→ Excerpted data:
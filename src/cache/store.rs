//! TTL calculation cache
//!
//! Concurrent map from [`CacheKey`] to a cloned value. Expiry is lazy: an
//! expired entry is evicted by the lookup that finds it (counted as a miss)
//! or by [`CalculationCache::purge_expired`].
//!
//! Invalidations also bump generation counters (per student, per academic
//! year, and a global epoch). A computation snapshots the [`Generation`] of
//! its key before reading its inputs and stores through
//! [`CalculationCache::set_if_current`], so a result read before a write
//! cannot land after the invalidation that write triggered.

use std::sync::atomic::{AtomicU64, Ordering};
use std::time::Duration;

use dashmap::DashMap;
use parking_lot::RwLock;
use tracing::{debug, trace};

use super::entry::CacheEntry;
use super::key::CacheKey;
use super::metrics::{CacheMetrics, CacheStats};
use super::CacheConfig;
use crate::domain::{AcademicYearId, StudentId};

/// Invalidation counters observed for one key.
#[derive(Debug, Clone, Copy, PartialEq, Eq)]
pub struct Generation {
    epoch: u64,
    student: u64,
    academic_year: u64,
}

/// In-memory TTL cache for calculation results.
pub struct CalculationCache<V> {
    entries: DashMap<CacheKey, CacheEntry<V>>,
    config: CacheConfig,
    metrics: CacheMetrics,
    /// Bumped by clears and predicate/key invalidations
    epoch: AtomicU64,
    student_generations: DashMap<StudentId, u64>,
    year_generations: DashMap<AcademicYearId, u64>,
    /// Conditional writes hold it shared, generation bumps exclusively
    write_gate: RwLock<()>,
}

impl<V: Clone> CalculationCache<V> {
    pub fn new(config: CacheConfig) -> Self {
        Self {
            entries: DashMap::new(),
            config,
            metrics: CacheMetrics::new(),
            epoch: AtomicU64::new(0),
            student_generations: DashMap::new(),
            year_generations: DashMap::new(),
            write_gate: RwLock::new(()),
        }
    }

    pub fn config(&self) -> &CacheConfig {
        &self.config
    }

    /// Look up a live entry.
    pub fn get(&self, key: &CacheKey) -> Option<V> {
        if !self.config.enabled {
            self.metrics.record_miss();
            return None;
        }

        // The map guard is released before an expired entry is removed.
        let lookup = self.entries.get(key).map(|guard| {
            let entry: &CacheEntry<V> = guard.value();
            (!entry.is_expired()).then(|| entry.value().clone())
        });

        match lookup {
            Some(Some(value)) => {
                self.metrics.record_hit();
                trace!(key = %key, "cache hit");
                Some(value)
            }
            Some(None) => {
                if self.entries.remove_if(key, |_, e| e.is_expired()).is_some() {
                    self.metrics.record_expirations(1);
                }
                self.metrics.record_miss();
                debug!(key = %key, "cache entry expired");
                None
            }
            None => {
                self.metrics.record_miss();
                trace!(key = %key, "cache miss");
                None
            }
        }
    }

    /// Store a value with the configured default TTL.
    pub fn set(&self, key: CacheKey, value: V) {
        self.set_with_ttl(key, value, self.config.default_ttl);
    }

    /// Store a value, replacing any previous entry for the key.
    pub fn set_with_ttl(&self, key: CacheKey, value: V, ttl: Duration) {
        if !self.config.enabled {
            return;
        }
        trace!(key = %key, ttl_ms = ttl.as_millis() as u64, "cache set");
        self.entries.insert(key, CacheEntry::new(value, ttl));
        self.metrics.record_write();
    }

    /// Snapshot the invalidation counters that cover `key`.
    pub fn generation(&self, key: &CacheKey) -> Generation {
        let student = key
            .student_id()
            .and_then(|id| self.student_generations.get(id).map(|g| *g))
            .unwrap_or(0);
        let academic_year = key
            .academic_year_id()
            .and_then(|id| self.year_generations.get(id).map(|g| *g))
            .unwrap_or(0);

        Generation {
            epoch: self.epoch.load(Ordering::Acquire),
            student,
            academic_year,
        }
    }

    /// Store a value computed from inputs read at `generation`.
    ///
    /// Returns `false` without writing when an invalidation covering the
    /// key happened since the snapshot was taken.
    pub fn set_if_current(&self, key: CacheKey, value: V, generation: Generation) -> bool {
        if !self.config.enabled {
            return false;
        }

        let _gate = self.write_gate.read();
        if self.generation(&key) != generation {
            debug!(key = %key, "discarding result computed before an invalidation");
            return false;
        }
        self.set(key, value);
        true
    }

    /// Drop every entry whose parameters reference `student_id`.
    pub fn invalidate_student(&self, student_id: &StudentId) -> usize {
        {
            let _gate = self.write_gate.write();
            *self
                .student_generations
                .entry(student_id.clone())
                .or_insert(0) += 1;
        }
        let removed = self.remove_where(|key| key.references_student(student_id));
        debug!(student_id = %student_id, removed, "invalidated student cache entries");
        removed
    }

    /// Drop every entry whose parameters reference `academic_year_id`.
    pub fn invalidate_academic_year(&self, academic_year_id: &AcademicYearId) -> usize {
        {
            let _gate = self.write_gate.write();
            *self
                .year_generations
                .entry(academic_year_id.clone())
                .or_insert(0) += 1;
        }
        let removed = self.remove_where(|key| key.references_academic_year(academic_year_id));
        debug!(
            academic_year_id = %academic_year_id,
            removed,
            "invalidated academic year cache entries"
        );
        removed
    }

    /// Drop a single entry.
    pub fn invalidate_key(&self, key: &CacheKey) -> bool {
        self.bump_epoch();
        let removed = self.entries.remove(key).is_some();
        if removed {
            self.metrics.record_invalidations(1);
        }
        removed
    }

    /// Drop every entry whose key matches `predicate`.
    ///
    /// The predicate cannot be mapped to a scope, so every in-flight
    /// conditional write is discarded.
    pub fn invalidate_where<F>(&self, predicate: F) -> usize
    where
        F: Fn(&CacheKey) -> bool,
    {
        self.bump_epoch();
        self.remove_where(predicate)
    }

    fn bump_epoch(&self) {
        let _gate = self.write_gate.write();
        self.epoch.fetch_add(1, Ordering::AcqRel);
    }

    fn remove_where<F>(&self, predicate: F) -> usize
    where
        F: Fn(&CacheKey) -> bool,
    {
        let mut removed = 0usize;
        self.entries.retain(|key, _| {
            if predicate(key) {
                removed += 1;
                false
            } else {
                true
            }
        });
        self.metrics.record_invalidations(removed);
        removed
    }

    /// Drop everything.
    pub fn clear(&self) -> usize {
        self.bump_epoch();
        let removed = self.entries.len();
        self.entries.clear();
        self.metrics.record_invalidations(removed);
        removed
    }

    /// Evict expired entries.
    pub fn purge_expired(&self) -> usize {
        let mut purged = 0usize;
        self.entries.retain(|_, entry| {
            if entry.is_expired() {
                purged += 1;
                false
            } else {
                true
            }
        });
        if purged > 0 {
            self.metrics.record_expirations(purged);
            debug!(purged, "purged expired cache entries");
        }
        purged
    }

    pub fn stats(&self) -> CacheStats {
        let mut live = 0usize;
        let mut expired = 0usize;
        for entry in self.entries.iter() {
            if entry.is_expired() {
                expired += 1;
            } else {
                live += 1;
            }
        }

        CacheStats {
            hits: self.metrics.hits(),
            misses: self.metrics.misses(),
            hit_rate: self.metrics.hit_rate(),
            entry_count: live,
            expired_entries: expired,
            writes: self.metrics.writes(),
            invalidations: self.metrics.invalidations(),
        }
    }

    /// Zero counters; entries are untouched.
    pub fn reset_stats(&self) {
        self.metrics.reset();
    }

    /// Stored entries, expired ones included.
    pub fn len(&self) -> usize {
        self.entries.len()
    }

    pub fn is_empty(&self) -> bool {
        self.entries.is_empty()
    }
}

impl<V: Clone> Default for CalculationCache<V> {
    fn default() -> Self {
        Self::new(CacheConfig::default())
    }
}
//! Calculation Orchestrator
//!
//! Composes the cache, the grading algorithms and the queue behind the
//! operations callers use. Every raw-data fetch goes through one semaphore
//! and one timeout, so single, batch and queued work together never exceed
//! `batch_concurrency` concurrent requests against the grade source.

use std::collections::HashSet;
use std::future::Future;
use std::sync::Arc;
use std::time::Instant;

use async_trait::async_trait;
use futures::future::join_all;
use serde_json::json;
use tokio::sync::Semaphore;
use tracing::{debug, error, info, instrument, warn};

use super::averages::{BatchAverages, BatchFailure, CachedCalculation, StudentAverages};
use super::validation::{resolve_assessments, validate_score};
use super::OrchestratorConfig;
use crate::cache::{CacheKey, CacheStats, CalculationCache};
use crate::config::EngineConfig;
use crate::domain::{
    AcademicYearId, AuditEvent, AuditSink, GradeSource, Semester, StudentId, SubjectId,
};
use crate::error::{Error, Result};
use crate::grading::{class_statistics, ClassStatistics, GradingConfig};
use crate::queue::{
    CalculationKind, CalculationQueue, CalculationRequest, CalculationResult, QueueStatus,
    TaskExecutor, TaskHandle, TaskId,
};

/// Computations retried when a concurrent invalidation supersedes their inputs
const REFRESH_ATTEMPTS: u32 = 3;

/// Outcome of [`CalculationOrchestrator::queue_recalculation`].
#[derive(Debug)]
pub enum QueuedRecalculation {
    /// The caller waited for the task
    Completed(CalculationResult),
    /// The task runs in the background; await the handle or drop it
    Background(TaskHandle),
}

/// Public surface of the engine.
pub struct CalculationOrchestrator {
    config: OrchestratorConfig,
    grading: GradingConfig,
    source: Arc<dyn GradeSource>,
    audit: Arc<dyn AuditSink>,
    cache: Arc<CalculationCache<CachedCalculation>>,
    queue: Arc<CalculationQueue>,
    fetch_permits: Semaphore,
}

→ Work item: Set down exactly the line that holds "#[derive(Debug)]" and all lines after it to the end of the data.

→ Written response:
#[derive(Debug)]
pub enum QueuedRecalculation {
    /// The caller waited for the task
    Completed(CalculationResult),
    /// The task runs in the background; await the handle or drop it
    Background(TaskHandle),
}

/// Public surface of the engine.
pub struct CalculationOrchestrator {
    config: OrchestratorConfig,
    grading: GradingConfig,
    source: Arc<dyn GradeSource>,
    audit: Arc<dyn AuditSink>,
    cache: Arc<CalculationCache<CachedCalculation>>,
    queue: Arc<CalculationQueue>,
    fetch_permits: Semaphore,
}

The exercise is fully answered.